調味料は塩だけだが、レウルスとしては何の問題もない。素材の味が十分に活かされており、先日食べた巨大ミミズよりも美味しいぐらいだ。
ただし、量的には満足と言えないのが難点だったが。
「美味い美味い……水ももらうぞ。んぐっ!?」
一つ、二つと、餅らしき料理を平らげていたレウルスだが、陶器の瓶に口をつけて思わずむせかけた。水だと思って一口飲んだものの、喉が焼けるかと思うほど強烈な熱を感じたのである。
「っ、ぐ、な、なんだコレ? 酒か?」
単純な熱ならばサラの『加護』が働くはずだが、レウルスの喉を焼きかけたのは濃いアルコールだった。今世においても何度か酒を飲んでいるが、これほど強烈な酒は初めてである。
「えっ? あれ? ぼ、ボクが入れたのは水だったんだけど……うわっ! 本当だ! 誰かが入れ替えたのかな……もうっ、誰がこんなことを……」
レウルスの反応を見たミーアが顔を寄せて瓶の口から匂いを嗅ぐ。そしてアルコールの匂いを感じ取って眉を寄せていた。
「あー……でも酒だと思って飲んだらイケるわ。ちょいときついけど、これぐらいなら何ともねえ」
アルコールも毒だと体が判断しているのか、レウルスが酔うことはほとんどない。それでも急速に体が温まっているように感じられ、どれだけアルコール度数が高いのかとレウルスは眉を寄せた。
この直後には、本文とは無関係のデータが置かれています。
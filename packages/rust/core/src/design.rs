//! Design phase: produce the shared design spec for frontend generation.

use tracing::{info, instrument, warn};

use mvpfactory_generation::{Generator, ModelRole, parse_json_response};
use mvpfactory_shared::{BuildMode, DESIGN_SPEC_PATH, DesignSpec, ProjectState};

use crate::codegen::is_frontend;
use crate::prompts;

/// Populate `state.design_spec` and the `design_spec.json` artifact.
///
/// Upgrade runs reuse an existing, parseable spec. Otherwise the model is
/// asked for one; any failure falls back to [`DesignSpec::default`], so this
/// phase never fails the run.
#[instrument(skip_all, fields(identity = state.identity().unwrap_or_default()))]
pub async fn run_design<G: Generator>(generator: &G, state: &mut ProjectState) {
    if matches!(state.mode, BuildMode::Upgrade { .. }) {
        if let Some(existing) = existing_spec(state) {
            info!("reusing existing design spec");
            state.design_spec = Some(existing);
            return;
        }
    }

    let frontend_files: Vec<&str> = state
        .file_manifest
        .keys()
        .map(String::as_str)
        .filter(|path| is_frontend(path))
        .collect();
    let prompt = prompts::design(&state.idea, &state.spec_document, &frontend_files);

    let spec = match generator.generate(ModelRole::Design, &prompt).await {
        Ok(raw) => parse_json_response::<DesignSpec>(&raw).unwrap_or_else(|e| {
            warn!(error = %e, "design reply unusable, using default design spec");
            DesignSpec::default()
        }),
        Err(e) => {
            warn!(error = %e, "design request failed, using default design spec");
            DesignSpec::default()
        }
    };

    match serde_json::to_string_pretty(&spec) {
        Ok(json) => {
            if let Err(e) = state.artifacts.insert(DESIGN_SPEC_PATH, json) {
                warn!(error = %e, "could not record design spec artifact");
            }
        }
        Err(e) => warn!(error = %e, "could not serialize design spec"),
    }
    info!(domain = spec.project_domain(), canvas = spec.canvas.use_canvas, "design spec ready");
    state.design_spec = Some(spec);
}

fn existing_spec(state: &ProjectState) -> Option<DesignSpec> {
    let raw = state.artifacts.get(DESIGN_SPEC_PATH)?;
    match serde_json::from_str(raw) {
        Ok(spec) => Some(spec),
        Err(e) => {
            warn!(error = %e, "existing design spec is unreadable, regenerating");
            None
        }
    }
}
「ボク達ドワーフが作ってる火酒だよ。人間でも飲めるんだね……」
「この餅? と一緒だと酒が進むな。餅の味が素朴な分、酒の強烈さが和らぐよ」
ラヴァル廃棄街への土産に何本かもらって帰れないだろうか。レウルスは瓶を一本空けながらサラに視線を向ける。火の精霊であるサラがアルコール度数の高い酒を飲んだらどうなるのだろうか、と疑問に思ったのだ。
「え? なに? コレ飲んじゃっていいの?」
レウルスの視線に気づいたのか、両手で持った餅を齧っていたサラがもう一本の瓶に手を伸ばした。そして口に含み――。
「ぶはっ!?」
盛大に吹き出し、何故か火が点いて即席の火炎放射器と化す。吹き出した勢いに押されて一直線に炎が伸び、それを見たレウルスは思わず笑ってむせてしまった。前世のテレビで見た火を噴く一発芸が脳裏に蘇ったのである。
「ちょっ、なにこれ! なにこれ!? これって生き物が飲むものじゃないでしょ!?」
「ははははっ……それはつまり、飲める俺は生き物じゃないってことか? さすがに傷つくぞ?」
「あれ? レウルスの目が怖い……い、いや、そういうわけじゃなくて……あれ?」
酒に酔ったわけではないが、このままからかってやろうか。そう考えたレウルスだが、不意にサラがその視線をずらす。
「なにこれ……遠いけど……えっと、なにこれ……」
「ん? どうした?」
「何か変な感じがする……」
話を逸らすためではなく、真剣な顔つきで一点を見つめるサラ。その様子にレウルスは表情を引き締めると、地面に刺していた大剣を引き抜く。
「敵か?」
「わかんない……でもあっちから“何か”を感じる……魔力? レウルスと『契約』したから?」
そう言ってサラが走り出し、レウルスもそれに続く。そして斜面を駆け上がって山の頂上に立つと、サラが示す方向へ視線を向けた。
「……なんだありゃ?」
ドワーフの集落は山の上にあることもあり、周囲を遮るものはない。周辺には『迷いの森』が広がっているが、それよりも遠く、おそらくはヴァレー鉱山と思わしき山に、遠目で見てもわかる“何か”がいた。
酒に酔って幻覚を見ているのでなければ、それは――。